Your reply should reproduce each record precisely as written.

:::::

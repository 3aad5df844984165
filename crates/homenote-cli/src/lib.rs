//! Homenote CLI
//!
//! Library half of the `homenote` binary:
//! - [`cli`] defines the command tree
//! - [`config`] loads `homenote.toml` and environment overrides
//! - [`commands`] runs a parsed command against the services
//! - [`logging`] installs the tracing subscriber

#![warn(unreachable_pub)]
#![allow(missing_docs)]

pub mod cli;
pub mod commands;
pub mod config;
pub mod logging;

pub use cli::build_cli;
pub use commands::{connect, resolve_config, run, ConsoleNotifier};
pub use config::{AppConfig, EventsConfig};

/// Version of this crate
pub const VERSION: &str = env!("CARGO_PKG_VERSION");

:::::

FINAL ANSWER:
repository 3aad5df844984165
filename crates/homenote-cli/src/lib.rs
//! Homenote CLI
//!
//! Library half of the `homenote` binary:
//! - [`cli`] defines the command tree
//! - [`config`] loads `homenote.toml` and environment overrides
//! - [`commands`] runs a parsed command against the services
//! - [`logging`] installs the tracing subscriber

#![warn(unreachable_pub)]
#![allow(missing_docs)]

pub mod cli;
pub mod commands;
pub mod config;
pub mod logging;

pub use cli::build_cli;
pub use commands::{connect, resolve_config, run, ConsoleNotifier};
pub use config::{AppConfig, EventsConfig};

/// Version of this crate
pub const VERSION: &str = env!("CARGO_PKG_VERSION");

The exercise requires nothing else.